In retrospect, Oleg's decision has been well prepared. It's Oleg who shares the conversation with Arkady in season 2 about how possibly the submarine disaster wasn't due to cunning US sabotage but Russian eagerness to use untested technology. It's Oleg who due to his father has learned about the recent near World War III due to a computer glitch (sun reflections!), only prevented by a then unknown officer Petrov making the call to not act. And it's Oleg who has head of the science division knows about the problematic situation back home. Not to mention that Oleg has already outed one Russian spy (Svetlana) when he thought the reason was important enough (Nina). Nonetheless, this is big. He may or may not have prevented a terrible disaster, but no one is going to thank him for it; it was treason, so if he's discovered, he'll more likely than not die, and if he's not, then even if Stan meant it last week as opposed to employing reverse psychology, he's now given the FBI such leverage that they'll never let him go. Oleg might bet on not being in the country anymore if he accepts Tatiana's offer and goes to Kenya with her, but given Tatiana's comment of her promotion depending on this last operation, I bet Oleg just cost her that new Rezident job in Kenya as well.
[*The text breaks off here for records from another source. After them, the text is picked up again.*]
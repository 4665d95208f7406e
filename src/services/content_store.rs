//! src/services/content_store.rs
//!
//! ContentStore — flat-file blob storage for uploaded payloads. Objects live
//! at `base_path/{path}` where `path` is a relative key such as
//! `uploads/<stored_name>`. Public URLs resolve through `GET /storage/{*path}`.

use crate::services::dropzone_service::{DropzoneError, DropzoneResult};
use bytes::Bytes;
use futures::{Stream, StreamExt, pin_mut};
use std::{
    io::{self, ErrorKind},
    path::{Path, PathBuf},
};
use tokio::{
    fs::{self, File},
    io::AsyncWriteExt,
};
use tracing::debug;
use uuid::Uuid;

/// Subdirectory of the content store that holds uploaded files.
pub const UPLOAD_DIR: &str = "uploads";

/// Route prefix under which stored content is served.
pub const PUBLIC_PREFIX: &str = "storage";

/// Extensions previewed as images on the upload page.
pub const IMAGE_EXTENSIONS: [&str; 3] = ["jpg", "jpeg", "png"];

const MAX_PATH_LEN: usize = 1024;

/// Lowercased extension of a store path or file name.
pub fn extension_of(path: &str) -> Option<String> {
    Path::new(path)
        .extension()
        .and_then(|ext| ext.to_str())
        .map(str::to_ascii_lowercase)
}

/// Whether content may be rendered inline by browsers. Everything else is
/// served as an attachment.
pub fn serves_inline(path: &str) -> bool {
    match extension_of(path) {
        Some(ext) => IMAGE_EXTENSIONS.contains(&ext.as_str()) || ext == "pdf",
        None => false,
    }
}

/// Result of a successful write.
#[derive(Debug, Clone)]
pub struct StoredObject {
    /// Path relative to the store root.
    pub path: String,
    pub size_bytes: u64,
}

#[derive(Clone, Debug)]
pub struct ContentStore {
    /// Base directory on disk where payloads are stored.
    base_path: PathBuf,

    /// Externally visible origin, e.g. `http://localhost:3000`.
    public_base_url: String,
}

impl ContentStore {
    pub fn new(base_path: impl Into<PathBuf>, public_base_url: impl Into<String>) -> Self {
        Self {
            base_path: base_path.into(),
            public_base_url: public_base_url.into().trim_end_matches('/').to_string(),
        }
    }

    pub fn base_path(&self) -> &Path {
        &self.base_path
    }

    /// Publicly resolvable URL for a stored path.
    pub fn public_url(&self, path: &str) -> String {
        format!("{}/{}/{}", self.public_base_url, PUBLIC_PREFIX, path)
    }

    /// Map a relative store path onto the filesystem after validating it.
    fn resolve(&self, path: &str) -> DropzoneResult<PathBuf> {
        ensure_path_safe(path)?;
        Ok(self.base_path.join(path))
    }

    /// Stream a payload into `uploads/{name}`.
    ///
    /// Bytes go to a temporary sibling file first, are fsynced, and then
    /// renamed into place. Payloads larger than `limit` bytes are rejected
    /// with `PayloadTooLarge` and leave nothing behind.
    pub async fn put_stream<S>(
        &self,
        name: &str,
        stream: S,
        limit: u64,
    ) -> DropzoneResult<StoredObject>
    where
        S: Stream<Item = io::Result<Bytes>>,
    {
        let path = format!("{}/{}", UPLOAD_DIR, name);
        let file_path = self.resolve(&path)?;
        let parent = file_path.parent().map(Path::to_path_buf).ok_or_else(|| {
            DropzoneError::Io(io::Error::other("content path missing parent directory"))
        })?;
        fs::create_dir_all(&parent).await?;

        let tmp_path = parent.join(format!(".tmp-{}", Uuid::new_v4()));
        let file = File::create(&tmp_path).await?;

        let size_bytes = match write_limited(file, stream, limit).await {
            Ok(size) => size,
            Err(err) => {
                let _ = fs::remove_file(&tmp_path).await;
                return Err(err);
            }
        };

        if let Err(err) = fs::rename(&tmp_path, &file_path).await {
            let _ = fs::remove_file(&tmp_path).await;
            return Err(DropzoneError::Io(err));
        }

        debug!("stored {} ({} bytes)", file_path.display(), size_bytes);
        Ok(StoredObject { path, size_bytes })
    }

    /// Remove a stored object. Returns `false` when it was already gone.
    pub async fn delete(&self, path: &str) -> DropzoneResult<bool> {
        let file_path = self.resolve(path)?;
        match fs::remove_file(&file_path).await {
            Ok(_) => {
                debug!("removed physical file {}", file_path.display());
                Ok(true)
            }
            Err(err) if err.kind() == ErrorKind::NotFound => {
                debug!("file {} already missing", file_path.display());
                Ok(false)
            }
            Err(err) => Err(DropzoneError::Io(err)),
        }
    }

    /// Open a stored object for reading, returning the handle and its length.
    pub async fn open(&self, path: &str) -> DropzoneResult<(File, u64)> {
        let file_path = self.resolve(path)?;
        let file = File::open(&file_path).await.map_err(|err| {
            if err.kind() == ErrorKind::NotFound {
                DropzoneError::ContentNotFound(path.to_string())
            } else {
                DropzoneError::Io(err)
            }
        })?;
        let meta = file.metadata().await?;
        if !meta.is_file() {
            return Err(DropzoneError::ContentNotFound(path.to_string()));
        }
        Ok((file, meta.len()))
    }
}

async fn write_limited<S>(mut file: File, stream: S, limit: u64) -> DropzoneResult<u64>
where
    S: Stream<Item = io::Result<Bytes>>,
{
    let mut size_bytes: u64 = 0;
    pin_mut!(stream);
    while let Some(chunk) = stream.next().await {
        let chunk = chunk.map_err(|err| match err.kind() {
            ErrorKind::FileTooLarge => DropzoneError::PayloadTooLarge { limit },
            _ => DropzoneError::Io(err),
        })?;
        size_bytes += chunk.len() as u64;
        if size_bytes > limit {
            return Err(DropzoneError::PayloadTooLarge { limit });
        }
        file.write_all(&chunk).await?;
    }
    file.flush().await?;
    file.sync_all().await?;
    Ok(size_bytes)
}

/// Reject paths that could escape the store root.
///
/// Empty, absolute, `..`-bearing, backslash and control-character paths are
/// refused.
pub fn ensure_path_safe(path: &str) -> DropzoneResult<()> {
    if path.is_empty() || path.len() > MAX_PATH_LEN {
        return Err(DropzoneError::InvalidPath);
    }
    if path.starts_with('/') || path.contains("..") {
        return Err(DropzoneError::InvalidPath);
    }
    if path
        .bytes()
        .any(|b| b.is_ascii_control() || b == b'\\' || b == b'\0')
    {
        return Err(DropzoneError::InvalidPath);
    }
    Ok(())
}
In terms of follow-up to Paige witnessing her mother dispatching the wannabe mugger-and-worse, it goes more or less as I expected: Paige, smart girl that she is, realises what Elizabeth's quick action implies: that this is hardly the first time Elizabeth has killed someone. And while the "Dad, too?" Question in her follow up conversation with Elizabeth re: their parents having been trained is a bit naive, I think she knew the answer already. Elizabeth is still sugar-coating the truth for Paige by saying they were trained to defend themselves, and that yes, she's killed people "in defense", but I think it's now only a matter of time until Paige arrives at the conclusion it can't have been all self defense with her parents.
For now, she's more focused on the danger her parents are in regularly, if her conversation with Matthew re: Stan is anything to go by. Speaking of said conversation, Elizabeth did of course register that Paige just before the mugging reported to her about Matthew, and what this implies. Which leads us to the final conversation between Paige and her parents in this episode. They want her to have the relationship with Matthew (or not) for its own sake, not for the possible use, but it's too late for that, and this time, it's Paige who sees it, not her parents. She can't interact with the Beemans (either Stan or Matthew) neutrally, without awareness of how everything they say might have implications for her parents. And thus another part of the spy life has Paige in its grip; it's worth noting that despite last season's push on her part to recruit Paige, Elizabeth is just as appalled by this as Philip. (And notices the implication first.)
One professional deformation of being a spy is the inability to give a straight answer: I don't think Elizabeth means to deflect when Paige asks her whether or not she, Elizabeth, had been afraid when first joining the KGB regarding the need to fight and kill, but nonetheless, she keeps doing it, even when Paige points it out to her. In a way, she can't not, because she's trying to establish context for Paige by telling her about growing up in Smolensk after the war: Nadezhda's childhood and youth were so different from Paige's that the question "were you afraid of killing people?" Was as alien as Paige's question to Philip last episode about whether or not his mother had been a good cook.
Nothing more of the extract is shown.